EAST TO THE DAWN The Life of Amelia Earhart By Susan Butler Addison-Wesley. 489 pp. $27.50
In June 1928 Amelia Earhart became the first woman to fly the Atlantic and, instantaneously, the second most famous aviator alive, one year after Lindbergh's flight established the category. She was a slender, attractive young woman from the Midwest whose combination of intelligence, ambition and modesty gave her an irresistible charm. She was also courageous, with a small touch of recklessness that in 1937 helped end her life.
In 1928, though, she was the right person in the right place. A licensed amateur pilot, totally unknown (except in Boston), she earned her living as a social worker. In a series of accidents she was selected by competing entrepreneurs to become the first woman to make the transatlantic flight. The risk was that she would become another accident statistic. By the mid-1920s, flight had caught the public imagination as it would not do again until the moon landing in 1969, and as it will do perhaps only once more when (if ever) a human lands on Mars. Eager for firsts, for fame, for prizes, pilots were regularly disappearing into the waves or crashing into the rocks.
All of Earhart's initial fame resulted from the fact that she was a woman -- and an attractive one who could be readily glamorized. During the 1928 flight she was passenger, not pilot. Two men did the actual flying. That made no difference to the crowds and the headlines: That a woman had the guts simply to be in the plane was sufficient. It was, of course, an expression of the deep sexism of the culture, but it gave Earhart her chance to become a champion of women's equality in the workplace. That and aviation were the dominant themes of the rest of her brief life. With the help of her husband and business manager, George Palmer Putnam, one of the supreme publicists of the period, she capitalized on the opportunity. Earhart knew how to be a heroine -- a rare talent -- and made certain that she was never just a passenger again.

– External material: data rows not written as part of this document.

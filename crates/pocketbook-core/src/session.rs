//! Sync session state and the reload throttle
//!
//! `SyncSession` lives as long as a login. The reload throttle keeps its
//! timestamp in session-scoped storage: never in the local store, so it is
//! not replicated to other devices.

use std::collections::HashMap;
use std::fs;
use std::path::PathBuf;
use std::sync::atomic::{AtomicBool, Ordering};
use std::sync::{Arc, Mutex};

use chrono::{DateTime, Duration, Utc};
use tracing::{debug, warn};

use crate::error::{SyncError, SyncResult};
use crate::identity::UserId;
use crate::local::atomic_write;

/// Session store key holding the last automatic reload time
pub const LAST_AUTO_RELOAD_KEY: &str = "lastAutoReloadAt";

/// Per-login state of the sync engine
#[derive(Debug, Default, Clone, PartialEq, Eq)]
pub struct SyncSession {
    pub identity: Option<UserId>,
    pub last_pushed_digest: Option<String>,
    pub push_in_flight: bool,
    /// Set once a pull succeeded in this session
    pub baseline_established: bool,
}

impl SyncSession {
    pub fn for_identity(identity: UserId) -> Self {
        Self {
            identity: Some(identity),
            ..Self::default()
        }
    }

    /// Reset to the logged-out state
    pub fn clear(&mut self) {
        *self = Self::default();
    }
}

/// Session-scoped string storage, separate from the synced local store
pub trait SessionStore: Send + Sync {
    fn get(&self, key: &str) -> SyncResult<Option<String>>;
    fn set(&self, key: &str, value: &str) -> SyncResult<()>;
    fn clear(&self) -> SyncResult<()>;
}

/// Session store as one file per key in a directory
pub struct FileSessionStore {
    dir: PathBuf,
}

impl FileSessionStore {
    pub fn new(dir: PathBuf) -> Self {
        Self { dir }
    }

    fn key_path(&self, key: &str) -> PathBuf {
        self.dir.join(key)
    }
}

fn unavailable(error: impl std::fmt::Display) -> SyncError {
    SyncError::StorageUnavailable {
        details: error.to_string(),
    }
}

impl SessionStore for FileSessionStore {
    fn get(&self, key: &str) -> SyncResult<Option<String>> {
        let path = self.key_path(key);
        match fs::read_to_string(&path) {
            Ok(value) => Ok(Some(value)),
            Err(e) if e.kind() == std::io::ErrorKind::NotFound => Ok(None),
            Err(e) => Err(unavailable(format!("{:?}: {}", path, e))),
        }
    }

    fn set(&self, key: &str, value: &str) -> SyncResult<()> {
        let path = self.key_path(key);
        atomic_write(&path, value.as_bytes()).map_err(|e| unavailable(format!("{:?}: {}", path, e)))
    }

    fn clear(&self) -> SyncResult<()> {
        if !self.dir.exists() {
            return Ok(());
        }
        fs::remove_dir_all(&self.dir).map_err(|e| unavailable(format!("{:?}: {}", self.dir, e)))
    }
}

/// In-process session store
#[derive(Debug, Default)]
pub struct MemorySessionStore {
    values: Mutex<HashMap<String, String>>,
}

impl MemorySessionStore {
    pub fn new() -> Self {
        Self::default()
    }

    fn lock(&self) -> std::sync::MutexGuard<'_, HashMap<String, String>> {
        self.values
            .lock()
            .unwrap_or_else(|poisoned| poisoned.into_inner())
    }
}

impl SessionStore for MemorySessionStore {
    fn get(&self, key: &str) -> SyncResult<Option<String>> {
        Ok(self.lock().get(key).cloned())
    }

    fn set(&self, key: &str, value: &str) -> SyncResult<()> {
        self.lock().insert(key.to_string(), value.to_string());
        Ok(())
    }

    fn clear(&self) -> SyncResult<()> {
        self.lock().clear();
        Ok(())
    }
}

/// Session store that always fails (private browsing, full disk, ...)
#[derive(Debug, Default)]
pub struct UnavailableSessionStore;

impl SessionStore for UnavailableSessionStore {
    fn get(&self, _key: &str) -> SyncResult<Option<String>> {
        Err(unavailable("session storage disabled"))
    }

    fn set(&self, _key: &str, _value: &str) -> SyncResult<()> {
        Err(unavailable("session storage disabled"))
    }

    fn clear(&self) -> SyncResult<()> {
        Err(unavailable("session storage disabled"))
    }
}

/// What to do about a pull that changed local data
#[derive(Debug, Clone, Copy, PartialEq, Eq)]
pub enum ReloadDecision {
    /// Reload dependent state from the local store
    Reload,
    /// Only tell the user a refresh would show new data
    Notify,
}

/// Limits automatic reloads to one per cooldown window
///
/// Once the session store fails, automatic reloads stay disabled for the
/// life of the throttle.
pub struct ReloadThrottle {
    store: Arc<dyn SessionStore>,
    cooldown: Duration,
    disabled: AtomicBool,
}

impl ReloadThrottle {
    pub fn new(store: Arc<dyn SessionStore>, cooldown: Duration) -> Self {
        Self {
            store,
            cooldown,
            disabled: AtomicBool::new(false),
        }
    }

    /// Whether storage failed and auto-reload was turned off
    pub fn is_disabled(&self) -> bool {
        self.disabled.load(Ordering::SeqCst)
    }

    /// Decide whether a reload may happen at `now`, recording it if so
    pub fn decide(&self, now: DateTime<Utc>) -> ReloadDecision {
        if self.is_disabled() {
            return ReloadDecision::Notify;
        }

        let last = match self.store.get(LAST_AUTO_RELOAD_KEY) {
            Ok(value) => value.and_then(|v| parse_timestamp(&v)),
            Err(e) => return self.disable(e),
        };

        if let Some(last) = last {
            // A timestamp in the future (clock change) still counts as recent;
            // a window ending past the representable range never ends
            let in_window = last
                .checked_add_signed(self.cooldown)
                .map_or(true, |until| now < until);
            if in_window {
                debug!("Reload throttled, last auto-reload at {}", last);
                return ReloadDecision::Notify;
            }
        }

        match self.store.set(LAST_AUTO_RELOAD_KEY, &now.to_rfc3339()) {
            Ok(()) => ReloadDecision::Reload,
            Err(e) => self.disable(e),
        }
    }

    fn disable(&self, error: SyncError) -> ReloadDecision {
        if !self.disabled.swap(true, Ordering::SeqCst) {
            warn!("Automatic reload disabled: {}", error);
        }
        ReloadDecision::Notify
    }
}

fn parse_timestamp(value: &str) -> Option<DateTime<Utc>> {
    DateTime::parse_from_rfc3339(value.trim())
        .ok()
        .map(|t| t.with_timezone(&Utc))
}

#[cfg(test)]
mod tests {
    use super::*;
    use tempfile::TempDir;

    fn throttle(store: Arc<dyn SessionStore>) -> ReloadThrottle {
        ReloadThrottle::new(store, Duration::minutes(30))
    }

    #[test]
    fn test_session_clear() {
        let mut session = SyncSession::for_identity(UserId::new("user-1").unwrap());
        session.last_pushed_digest = Some("abc".to_string());
        session.baseline_established = true;

        session.clear();
        assert_eq!(session, SyncSession::default());
    }

    #[test]
    fn test_one_reload_per_cooldown() {
        let throttle = throttle(Arc::new(MemorySessionStore::new()));
        let t0 = Utc::now();

        assert_eq!(throttle.decide(t0), ReloadDecision::Reload);
        assert_eq!(
            throttle.decide(t0 + Duration::minutes(5)),
            ReloadDecision::Notify
        );
        assert_eq!(
            throttle.decide(t0 + Duration::minutes(31)),
            ReloadDecision::Reload
        );
    }

    #[test]
    fn test_cooldown_past_calendar_range_stays_in_window() {
        let cooldown = Duration::try_seconds(9_000_000_000_000).unwrap();
        let throttle = ReloadThrottle::new(Arc::new(MemorySessionStore::new()), cooldown);
        let t0 = Utc::now();

        assert_eq!(throttle.decide(t0), ReloadDecision::Reload);
        assert_eq!(
            throttle.decide(t0 + Duration::days(3650)),
            ReloadDecision::Notify
        );
    }

    #[test]
    fn test_unavailable_storage_disables_reload() {
        let throttle = throttle(Arc::new(UnavailableSessionStore));

        assert_eq!(throttle.decide(Utc::now()), ReloadDecision::Notify);
        assert!(throttle.is_disabled());
        assert_eq!(
            throttle.decide(Utc::now() + Duration::days(1)),
            ReloadDecision::Notify
        );
    }

    #[test]
    fn test_unparsable_timestamp_treated_as_absent() {
        let store = Arc::new(MemorySessionStore::new());
        store.set(LAST_AUTO_RELOAD_KEY, "yesterday-ish").unwrap();

        let throttle = throttle(store.clone());
        assert_eq!(throttle.decide(Utc::now()), ReloadDecision::Reload);
        assert!(parse_timestamp(&store.get(LAST_AUTO_RELOAD_KEY).unwrap().unwrap()).is_some());
    }

    #[test]
    fn test_file_session_store_roundtrip_and_clear() {
        let temp_dir = TempDir::new().unwrap();
        let store = FileSessionStore::new(temp_dir.path().join("session"));

        assert!(store.get(LAST_AUTO_RELOAD_KEY).unwrap().is_none());
        store.set(LAST_AUTO_RELOAD_KEY, "2026-01-01T00:00:00Z").unwrap();
        assert_eq!(
            store.get(LAST_AUTO_RELOAD_KEY).unwrap().as_deref(),
            Some("2026-01-01T00:00:00Z")
        );

        store.clear().unwrap();
        assert!(store.get(LAST_AUTO_RELOAD_KEY).unwrap().is_none());
    }

    #[test]
    fn test_throttle_shares_window_across_instances() {
        let temp_dir = TempDir::new().unwrap();
        let dir = temp_dir.path().join("session");
        let now = Utc::now();

        let first = throttle(Arc::new(FileSessionStore::new(dir.clone())));
        assert_eq!(first.decide(now), ReloadDecision::Reload);

        // A reloaded host builds a fresh throttle over the same session
        let after_reload = throttle(Arc::new(FileSessionStore::new(dir)));
        assert_eq!(
            after_reload.decide(now + Duration::seconds(10)),
            ReloadDecision::Notify
        );
    }
}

With her own airplane, she soon became the premier publicist for the aviation industry and for women in professional life. A lecture-circuit trouper, she made innumerable speeches from coast to coast, her face as well known as Franklin Roosevelt's or Mary Pickford's. She, too, was America's sweetheart. Since records were what it was about, she became the first woman to fly from Hawaii to the West Coast, then to fly around the world -- almost.
On the whole Earhart kept her private life to herself; this was partly an expression of personality, mostly a response to the demands of the fame that defined her. An androgynous figure, she attracted both men and women, but which she was attracted to is less clear.
One evening at the White House, Eleanor Roosevelt, given to enthusiasms, took up Earhart's offer to take the first lady on her first flight. Soon they were circling above Washington. She immediately wanted Earhart to give her flying lessons, but the president said no.
Earhart remained on close terms with the Roosevelts. When FDR was under pressure to fire Gene Vidal (Gore's father) from his post as director of aeronautics, Earhart's threat not to campaign for Roosevelt in the 1936 election saved Vidal's job. That Earhart and Vidal were lovers, as Susan Butler claims, is almost certain. In this fascinating biography Butler sets out for the first time in print much of the evidence. Earhart's relationship with her husband may have been less amorous from the start, a business partnership rather than a romantic engagement. She demanded, as part of their informal marriage contract, that she be free to have affairs of the heart. Undoubtedly Putnam loved her, for her fame among other things. For both of them to stay on top, she needed to keep breaking records. But eventually, in a high-risk business, the law of averages rules.
Butler's biography, which supersedes Mary Lovell's and Doris L. Rich's 1989 accounts, is certainly the single best book that we now have on Earhart's life. It tells the story remarkably well, though not gracefully. It is strong on detail and on narrative drive. For Earhart enthusiasts also interested in cultural history, it might best be teamed with Susan Ware's "Still Missing: Amelia Earhart and the Search for Modern Feminism" (1993); that work's relentless, judgmental emphasis on the cultural context of Earhart's story is useful. Still elusive as a personality, Earhart comes into sharper, more realistic focus through Butler's lens; this is especially true of her relationships with Putnam, with Vidal and with her Midwestern family, above all her alcoholic father.
She was a driven and driving lady, gutsy, strong-willed, charmingly companionable, determined to use her talents and her fame for personal success and to highlight the capability of women to do all the things men do. And she did these things gracefully, with a sincere and soft touch. Butler's account of the fatal 1937 flight rings true. She is almost certainly right in concluding that Earhart's plane ran out of fuel and crashed, that her bones are at the bottom of the sea. But the Earhart "mystery" is part of the mystique that made her famous in the first place. The world loves a glamorous mystery, and this one has helped keep Earhart's fame alive -- and in print. The reviewer, who has written lives of Dickens and Henry James, is now writing one of Gore Vidal.